The anatomy of a post-crisis monetary policy, explained

Summary
- After a crisis like the pandemic, looking only at inflation and growth does little to shape effective monetary policy, and it’s essential to go beyond. A comparison with the early 2010s holds some clues on what’s working better this time.
The first monetary policy committee (MPC) meeting of 2024-25 starts on Wednesday at a time of slowing inflation and robust growth. An interest rate cut at this stage could overheat an economy growing at 7–8%, and create inflationary pressures. A rate hike could throttle growth, while making no difference to inflation due to factors out of control. Given such trade-offs, the MPC is likely to leave rates unchanged.
In fact, market expectations of rate cuts have been pushed out further in recent months. The Reserve Bank of India’s (RBI’s) latest Survey of Professional Forecasters does not predict monetary easing until the end of the September quarter of 2024-25.
Also read: To hike or to cut: why monetary policy inertia works for now
To understand the shift in market mood, it is useful to go beyond the inflation–growth debate. The ‘Kaldor magic square’ (see below) analyses four parameters and provides a more nuanced perspective. An ideal economy would have low inflation, strong growth, low unemployment and a balanced current account. In the Kaldor framework, the ideal economy plots as a square with a large area. Deviations from the ideal show up as distortions in shape, which shrinks the area.

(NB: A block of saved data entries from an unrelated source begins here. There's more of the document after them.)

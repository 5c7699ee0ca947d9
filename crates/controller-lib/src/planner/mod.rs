//! Reconfiguration planning
//!
//! Given a trigger, the current metrics and the current configuration, a
//! planner proposes the next configuration. Planners never mutate the
//! configuration they are handed.

mod discrete;
mod exploration;
mod incremental;

pub use discrete::DiscretePlanner;
pub use exploration::{ExplorationConfig, ExploringPlanner};
pub use incremental::{IncrementalPlanner, IncrementalThresholds};

use crate::analyzer::Analyzer;
use crate::models::{AdaptationTrigger, Configuration, CostCategory, MetricVector};
use crate::policy::PolicyConfig;
use serde::{Deserialize, Serialize};
use std::sync::Arc;

/// Remediation action
#[derive(Debug, Clone, Copy, PartialEq, Eq, Hash, Serialize, Deserialize)]
#[serde(rename_all = "snake_case")]
pub enum Action {
    IncreaseCpu,
    IncreaseMemory,
    IncreaseReplicas,
    /// Give the heap more headroom to cut collection time
    OptimizeGc,
    DecreaseCpu,
    DecreaseMemory,
    DecreaseReplicas,
}

impl Action {
    pub fn as_str(&self) -> &'static str {
        match self {
            Action::IncreaseCpu => "increase_cpu",
            Action::IncreaseMemory => "increase_memory",
            Action::IncreaseReplicas => "increase_replicas",
            Action::OptimizeGc => "optimize_gc",
            Action::DecreaseCpu => "decrease_cpu",
            Action::DecreaseMemory => "decrease_memory",
            Action::DecreaseReplicas => "decrease_replicas",
        }
    }

    pub fn cost(&self) -> CostCategory {
        match self {
            Action::IncreaseCpu | Action::DecreaseCpu => CostCategory::Cpu,
            Action::IncreaseMemory | Action::DecreaseMemory => CostCategory::Memory,
            Action::IncreaseReplicas | Action::DecreaseReplicas => CostCategory::Replica,
            Action::OptimizeGc => CostCategory::Gc,
        }
    }

    /// Expected effect of the action on the metric vector
    pub fn default_projection(&self) -> Projection {
        match self {
            Action::IncreaseCpu => Projection {
                cpu_divisor: 1.5,
                latency_divisor: 1.2,
                throughput_multiplier: 1.1,
                ..Projection::identity()
            },
            Action::IncreaseMemory => Projection {
                memory_divisor: 2.0,
                latency_divisor: 1.1,
                throughput_multiplier: 1.05,
                gc_divisor: 1.5,
                ..Projection::identity()
            },
            Action::IncreaseReplicas => Projection {
                cpu_divisor: 1.2,
                memory_divisor: 1.2,
                latency_divisor: 1.5,
                throughput_multiplier: 1.5,
                gc_divisor: 1.1,
            },
            Action::OptimizeGc => Projection {
                latency_divisor: 1.05,
                gc_divisor: 2.0,
                ..Projection::identity()
            },
            Action::DecreaseCpu => Action::IncreaseCpu.default_projection().inverse(),
            Action::DecreaseMemory => Action::IncreaseMemory.default_projection().inverse(),
            Action::DecreaseReplicas => Action::IncreaseReplicas.default_projection().inverse(),
        }
    }

    /// Configuration after taking the action with the given step sizes
    pub fn apply_to(&self, current: &Configuration, steps: &StepSizes) -> Configuration {
        let mut next = *current;
        match self {
            Action::IncreaseCpu => next.cpu += steps.cpu,
            Action::DecreaseCpu => next.cpu -= steps.cpu,
            Action::IncreaseMemory | Action::OptimizeGc => next.memory += steps.memory,
            Action::DecreaseMemory => next.memory -= steps.memory,
            Action::IncreaseReplicas => next.replicas = next.replicas.saturating_add(1),
            // Zero replicas is rejected by the bounds check
            Action::DecreaseReplicas => next.replicas = next.replicas.saturating_sub(1),
        }
        next
    }
}

/// Multiplicative effect of an action on each scored dimension
#[derive(Debug, Clone, Copy, PartialEq, Serialize, Deserialize)]
#[serde(default)]
pub struct Projection {
    pub cpu_divisor: f64,
    pub memory_divisor: f64,
    pub latency_divisor: f64,
    pub throughput_multiplier: f64,
    pub gc_divisor: f64,
}

impl Default for Projection {
    fn default() -> Self {
        Self::identity()
    }
}

impl Projection {
    pub fn identity() -> Self {
        Self {
            cpu_divisor: 1.0,
            memory_divisor: 1.0,
            latency_divisor: 1.0,
            throughput_multiplier: 1.0,
            gc_divisor: 1.0,
        }
    }

    /// Projection undoing this one
    pub fn inverse(&self) -> Self {
        Self {
            cpu_divisor: 1.0 / self.cpu_divisor,
            memory_divisor: 1.0 / self.memory_divisor,
            latency_divisor: 1.0 / self.latency_divisor,
            throughput_multiplier: 1.0 / self.throughput_multiplier,
            gc_divisor: 1.0 / self.gc_divisor,
        }
    }

    pub fn factors(&self) -> [f64; 5] {
        [
            self.cpu_divisor,
            self.memory_divisor,
            self.latency_divisor,
            self.throughput_multiplier,
            self.gc_divisor,
        ]
    }

    /// Projected metrics; dimensions without a factor pass through
    pub fn apply(&self, m: &MetricVector) -> MetricVector {
        MetricVector {
            cpu_percent: m.cpu_percent / self.cpu_divisor,
            memory_percent: m.memory_percent / self.memory_divisor,
            latency: m.latency / self.latency_divisor,
            throughput: m.throughput * self.throughput_multiplier,
            gc_time: m.gc_time / self.gc_divisor,
            ..*m
        }
    }
}

/// Candidate considered by the discrete strategy
#[derive(Debug, Clone, Copy, PartialEq, Serialize, Deserialize)]
pub struct CandidateAction {
    pub action: Action,
    #[serde(default)]
    pub projection: Option<Projection>,
}

impl CandidateAction {
    pub fn new(action: Action) -> Self {
        Self {
            action,
            projection: None,
        }
    }

    /// Configured projection, or the action's default
    pub fn projection(&self) -> Projection {
        self.projection
            .unwrap_or_else(|| self.action.default_projection())
    }
}

/// Resource step sizes
#[derive(Debug, Clone, Copy, PartialEq, Serialize, Deserialize)]
#[serde(default)]
pub struct StepSizes {
    /// Millicores
    pub cpu: f64,
    /// MB
    pub memory: f64,
}

impl Default for StepSizes {
    fn default() -> Self {
        Self {
            cpu: 100.0,
            memory: 256.0,
        }
    }
}

/// Limits every proposed configuration must respect
#[derive(Debug, Clone, Copy, PartialEq, Serialize, Deserialize)]
#[serde(default)]
pub struct ResourceBounds {
    pub min_replicas: u32,
    pub max_replicas: u32,
    pub min_cpu: f64,
    pub min_memory: f64,
    pub max_cpu: Option<f64>,
    pub max_memory: Option<f64>,
}

impl Default for ResourceBounds {
    fn default() -> Self {
        Self {
            min_replicas: 1,
            max_replicas: 4,
            min_cpu: 100.0,
            min_memory: 256.0,
            max_cpu: None,
            max_memory: None,
        }
    }
}

impl ResourceBounds {
    pub fn admits(&self, c: &Configuration) -> bool {
        c.replicas >= self.min_replicas
            && c.replicas <= self.max_replicas
            && c.cpu >= self.min_cpu
            && c.memory >= self.min_memory
            && self.max_cpu.map_or(true, |max| c.cpu <= max)
            && self.max_memory.map_or(true, |max| c.memory <= max)
    }
}

/// Which planning strategy to run
#[derive(Debug, Clone, Copy, Default, PartialEq, Eq, Serialize, Deserialize)]
#[serde(rename_all = "snake_case")]
pub enum PlannerStrategy {
    #[default]
    Discrete,
    Incremental,
}

/// Planner parameters
#[derive(Debug, Clone, PartialEq, Serialize, Deserialize)]
#[serde(default)]
pub struct PlannerConfig {
    pub strategy: PlannerStrategy,
    /// Enumeration order is the tie-break order
    pub increase_candidates: Vec<CandidateAction>,
    pub decrease_candidates: Vec<CandidateAction>,
    pub steps: StepSizes,
    pub bounds: ResourceBounds,
    pub incremental: IncrementalThresholds,
}

impl Default for PlannerConfig {
    fn default() -> Self {
        Self {
            strategy: PlannerStrategy::Discrete,
            increase_candidates: vec![
                CandidateAction::new(Action::IncreaseCpu),
                CandidateAction::new(Action::IncreaseMemory),
                CandidateAction::new(Action::IncreaseReplicas),
                CandidateAction::new(Action::OptimizeGc),
            ],
            decrease_candidates: vec![
                CandidateAction::new(Action::DecreaseCpu),
                CandidateAction::new(Action::DecreaseMemory),
                CandidateAction::new(Action::DecreaseReplicas),
            ],
            steps: StepSizes::default(),
            bounds: ResourceBounds::default(),
            incremental: IncrementalThresholds::default(),
        }
    }
}

/// A proposed reconfiguration
#[derive(Debug, Clone, PartialEq, Serialize, Deserialize)]
pub struct Proposal {
    /// Actions combined into this proposal, in the order taken
    pub actions: Vec<Action>,
    pub configuration: Configuration,
    /// Utility of the projected metrics, when the strategy scores candidates
    pub predicted_utility: Option<f64>,
}

/// Planner output
#[derive(Debug, Clone, PartialEq)]
pub enum Plan {
    NoChange,
    Change(Proposal),
}

impl Plan {
    pub fn is_change(&self) -> bool {
        matches!(self, Plan::Change(_))
    }

    pub fn proposal(&self) -> Option<&Proposal> {
        match self {
            Plan::Change(p) => Some(p),
            Plan::NoChange => None,
        }
    }
}

/// Trait for planning strategies
pub trait Planner: Send + Sync {
    /// Strategy name for logs and metrics
    fn name(&self) -> &'static str;

    /// Best next configuration, or `NoChange`
    fn generate(
        &self,
        service: &str,
        trigger: AdaptationTrigger,
        metrics: &MetricVector,
        current: &Configuration,
    ) -> Plan;

    /// Every viable proposal in enumeration order
    fn alternatives(
        &self,
        service: &str,
        trigger: AdaptationTrigger,
        metrics: &MetricVector,
        current: &Configuration,
    ) -> Vec<Proposal>;
}

/// Build the planner described by a policy, wrapped for exploration when enabled
pub fn build_planner(policy: &PolicyConfig) -> Arc<dyn Planner> {
    let inner: Box<dyn Planner> = match policy.planner.strategy {
        PlannerStrategy::Discrete => Box::new(DiscretePlanner::new(
            Analyzer::from_policy(policy),
            policy.planner.clone(),
        )),
        PlannerStrategy::Incremental => Box::new(IncrementalPlanner::new(
            policy.planner.clone(),
            policy.trigger.latency_ceiling,
        )),
    };

    if policy.exploration.enabled {
        Arc::new(ExploringPlanner::new(inner, policy.exploration))
    } else {
        Arc::from(inner)
    }
}
impl Controller {
    /// Controller for `services`, all starting at the policy's default
    /// configuration. Fails on an invalid policy.
    pub fn new(
        policy: Arc<PolicyConfig>,
        services: impl IntoIterator<Item = ServiceId>,
        executor: Arc<dyn Executor>,
    ) -> ControllerResult<Self> {
        policy.validate()?;

        let detector = ScenarioDetector::new(policy.scenario);
        let services: BTreeMap<ServiceId, ServiceState> = services
            .into_iter()
            .map(|s| {
                let state = ServiceState::new(policy.default_configuration, detector.new_window());
                (s, state)
            })
            .collect();
        let table = services
            .iter()
            .map(|(s, st)| (s.clone(), st.configuration))
            .collect();

        Ok(Self {
            analyzer: Analyzer::from_policy(&policy),
            planner: build_planner(&policy),
            detector,
            executor,
            store: None,
            services,
            published: Arc::new(RwLock::new(table)),
            apply_timeout: DEFAULT_APPLY_TIMEOUT,
            metrics: ControllerMetrics::new(),
            logger: StructuredLogger::new("adaptation-controller"),
            policy,
        })
    }

    /// Persist applied configurations; stored records seed known services
    pub fn with_store(mut self, store: ConfigurationStore) -> ControllerResult<Self> {
        let stored = store.load()?;
        let bounds = self.policy.planner.bounds;
        for (service, state) in self.services.iter_mut() {
            match stored.get(service) {
                Some(configuration) if bounds.admits(configuration) => {
                    debug!(service = %service, configuration = %configuration, "Seeded from store");
                    state.configuration = *configuration;
                }
                Some(configuration) => warn!(
                    service = %service,
                    configuration = %configuration,
                    fallback = %state.configuration,
                    "Stored configuration outside resource bounds, using policy default"
                ),
                None => {}
            }
        }
        self.store = Some(store);
        self.republish_now();
        Ok(self)
    }

    pub fn with_planner(mut self, planner: Arc<dyn Planner>) -> Self {
        self.planner = planner;
        self
    }

    pub fn with_apply_timeout(mut self, timeout: Duration) -> Self {
        self.apply_timeout = timeout;
        self
    }

    pub fn with_logger(mut self, logger: StructuredLogger) -> Self {
        self.logger = logger;
        self
    }

    pub fn policy(&self) -> &PolicyConfig {
        &self.policy
    }

    pub fn planner_name(&self) -> &'static str {
        self.planner.name()
    }

    pub fn services(&self) -> impl Iterator<Item = &ServiceId> {
        self.services.keys()
    }

    pub fn service_state(&self, service: &str) -> Option<&ServiceState> {
        self.services.get(service)
    }

    pub fn configuration(&self, service: &str) -> Option<Configuration> {
        self.services.get(service).map(|s| s.configuration)
    }

    /// Handle to the published configuration table
    pub fn configurations(&self) -> SharedConfigurations {
        self.published.clone()
    }

    /// Record a successfully applied configuration. Unknown services are
    /// ignored and reported as `false`.
    pub fn update_configuration(&mut self, service: &str, configuration: Configuration) -> bool {
        match self.services.get_mut(service) {
            Some(state) => {
                state.configuration = configuration;
                true
            }
            None => false,
        }
    }

    fn table(&self) -> ConfigurationTable {
        self.services
            .iter()
            .map(|(s, st)| (s.clone(), st.configuration))
            .collect()
    }

    /// Publish without waiting; only used before the table is shared
    fn republish_now(&self) {
        if let Ok(mut table) = self.published.try_write() {
            *table = self.table();
        }
    }

    /// Feed a batch of historical samples for one service through the
    /// scenario detector, warming its window and EMA. Returns the majority
    /// vote, or `None` for an unknown service.
    pub fn assess_history(
        &mut self,
        service: &str,
        samples: &[MetricVector],
    ) -> Option<BatchVerdict> {
        let state = self.services.get_mut(service)?;
        Some(
            self.detector
                .scan_batch(&mut state.ema, &mut state.window, samples),
        )
    }

    /// Run one control tick against a metric snapshot
    pub async fn tick(&mut self, snapshot: &MetricSnapshot) -> TickReport {
        let started_at = Utc::now();
        let start = Instant::now();

        let unknown = snapshot
            .keys()
            .filter(|s| !self.services.contains_key(*s))
            .count();
        if unknown > 0 {
            debug!(unknown = unknown, "Ignoring metrics for unknown services");
        }

        let mut outcomes: BTreeMap<ServiceId, ServiceOutcome> = BTreeMap::new();
        let mut pending: Vec<(ServiceId, Proposal)> = Vec::new();

        for (service, state) in self.services.iter_mut() {
            state.phase = ServicePhase::Evaluating;
            let metrics = snapshot.get(service).copied().unwrap_or_default();

            let evaluation = self.analyzer.evaluate(&metrics);
            state.last_utility = Some(evaluation.utility);
            self.metrics.set_utility(service, evaluation.utility);

            let report = self
                .detector
                .analyze(&mut state.ema, &state.window, &metrics);
            state.window.push(report.combined_load);
            let labels: Vec<&str> = report.flags.labels().iter().map(|f| f.as_str()).collect();
            for label in &labels {
                self.metrics.inc_scenario_flag(label);
                self.logger
                    .log_scenario_detected(service, label, report.combined_load, report.ema);
            }

            let trigger =
                effective_trigger(self.policy.scenario_mode, evaluation.trigger, &report.flags);
            state.last_trigger = trigger;

            let mut outcome = ServiceOutcome {
                service: service.clone(),
                utility: evaluation.utility,
                trigger,
                scenarios: report.flags,
                outcome: Outcome::Stable,
            };

            if !trigger.needs_action() {
                state.phase = ServicePhase::Stable;
                outcomes.insert(service.clone(), outcome);
                continue;
            }

            self.metrics.inc_trigger(trigger);
            self.logger
                .log_adaptation_triggered(service, trigger, evaluation.utility, &labels);

            match self
                .planner
                .generate(service, trigger, &metrics, &state.configuration)
            {
                Plan::NoChange => {
                    self.metrics.inc_plan("no_change");
                    state.phase = ServicePhase::Stable;
                    outcome.outcome = Outcome::NoChange;
                }
                Plan::Change(proposal) => {
                    self.metrics.inc_plan("change");
                    let actions: Vec<&str> = proposal.actions.iter().map(|a| a.as_str()).collect();
                    self.logger.log_plan_selected(
                        service,
                        self.planner.name(),
                        &actions,
                        &state.configuration,
                        &proposal.configuration,
                        proposal.predicted_utility,
                    );
                    state.phase = ServicePhase::Applying;
                    pending.push((service.clone(), proposal));
                }
            }
            outcomes.insert(service.clone(), outcome);
        }

        let mut set = JoinSet::new();
        for (service, proposal) in pending {
            let executor = self.executor.clone();
            let timeout = self.apply_timeout;
            set.spawn(async move {
                let apply = executor.apply(&service, &proposal.configuration);
                let result = match tokio::time::timeout(timeout, apply).await {
                    Ok(result) => result,
                    Err(_) => {
                        ApplyResult::failure(format!("apply timed out after {:?}", timeout))
                    }
                };
                (service, proposal.configuration, result)
            });
        }

        let mut applied = 0usize;
        while let Some(joined) = set.join_next().await {
            let (service, configuration, result) = match joined {
                Ok(done) => done,
                Err(e) => {
                    error!(error = %e, "Apply task aborted");
                    continue;
                }
            };

            if result.success {
                self.update_configuration(&service, configuration);
                self.metrics.inc_applies();
                self.logger.log_configuration_applied(&service, &configuration);
                applied += 1;
                if let Some(state) = self.services.get_mut(&service) {
                    state.phase = ServicePhase::Stable;
                }
                if let Some(o) = outcomes.get_mut(&service) {
                    o.outcome = Outcome::Applied { configuration };
                }
            } else {
                self.metrics.inc_apply_failures();
                self.logger
                    .log_apply_failed(&service, &configuration, &result.message);
                if let Some(state) = self.services.get_mut(&service) {
                    state.phase = ServicePhase::ApplyFailed;
                }
                if let Some(o) = outcomes.get_mut(&service) {
                    o.outcome = Outcome::ApplyFailed {
                        reason: result.message,
                    };
                }
            }
        }

        // Tasks that never reported back count as failures
        for (service, state) in self.services.iter_mut() {
            if state.phase == ServicePhase::Applying {
                state.phase = ServicePhase::ApplyFailed;
                self.metrics.inc_apply_failures();
                if let Some(o) = outcomes.get_mut(service) {
                    o.outcome = Outcome::ApplyFailed {
                        reason: "apply task aborted".to_string(),
                    };
                }
            }
        }

        let mut store_error = None;
        if applied > 0 {
            let table = self.table();
            if let Some(store) = &self.store {
                if let Err(e) = store.save(&table) {
                    warn!(error = %e, path = ?store.path(), "Failed to persist configurations");
                    store_error = Some(e.to_string());
                }
            }
            *self.published.write().await = table;
        }

        let duration = start.elapsed();
        self.metrics.observe_tick_duration(duration.as_secs_f64());

        TickReport {
            started_at,
            duration,
            outcomes: outcomes.into_values().collect(),
            store_error,
        }
    }
}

Note the smaller, non-square shape representing the economy in 2022-23, largely due to the twin challenges of unusually high inflation and a relatively high current account deficit. Conditions improved in 2023-24. But while GDP growth was robust, inflation, unemployment and the current account were not even half-way to that of the perfect economy. Since policy aims to minimize deviations from the ideal, a tight monetary policy was clearly the only option available.
Fiscal restraint
Some clues about how policy works emerged from the early 2010s, when inflation and the current account were flashing red. There are similarities between then and now: coming after a period of a crisis (global financial crisis in 2008, covid-19 in 2020), steep rate cuts, sharp rupee depreciation, a post-crisis demand rebound, and eventual high inflation. But the impact of monetary policy was quite different. Starting March 2010, the repo rate was hiked by 3.75 percentage points over the next two years. However, inflation remained high, the rupee continued to fall, and the current account worsened. In contrast, rate increases have done a better job in the last two years.
The key difference? The fiscal stimulus unleashed in 2008 led to a ballooning fiscal deficit, which created its own inflationary pressures. The present fiscal stance is tighter, with spending focused on capital expenditure. This combination of fiscal restraint and monetary prudence is more effective in achieving stability.
Positive surprises
The markets seem to have accepted that interest rates will remain higher for a longer time. This shift is driven mainly by a change in inflation–growth dynamics. Inflation has fallen steadily below the 6% upper limit. Also, inflation has surprised on the downside in the past few months. This is a reversal from 2022, when inflation was high and volatile, and inflation surprises were often positive (actual inflation higher than expected). Low or negative inflation surprises usually suggest that inflation is under control. When inflation is low and stable, the market’s focus shifts to growth, and to the expected policy response to growth data.
Since the first quarter of 2023-24, growth has consistently surprised on the upside, giving a huge fillip to equity markets. Simultaneously, expectations of easing have boosted bond prices. Thus, we have a situation where fiscal policy is enabling growth, and monetary policy is controlling inflation. That is a sure-fire recipe for investor confidence.
Equity-bond correlation
Equity and bond returns in India tend to be positively correlated, though returns on them do move in opposite directions during crises. During the pandemic, bond prices rose in response to rate cuts, whereas stocks fell as risk-averse investors switched to safer assets. In contrast, both equities and bonds did poorly in the first half of 2022, when inflation was rising. High inflation impacts bond valuation in two ways: real values of coupons decline, and expectations of a rate increase push down bond prices. Share prices also react adversely to inflation, mainly in anticipation of higher interest rates.
Equity-bond returns are again aligned, and that’s good news. A recent RBI study observed that the correlation between bond and equity returns was particularly high and positive during periods of moderate inflation and strong growth. If that holds true, then market returns are signalling a favourable economic environment.
The author is an independent writer on economics and finance.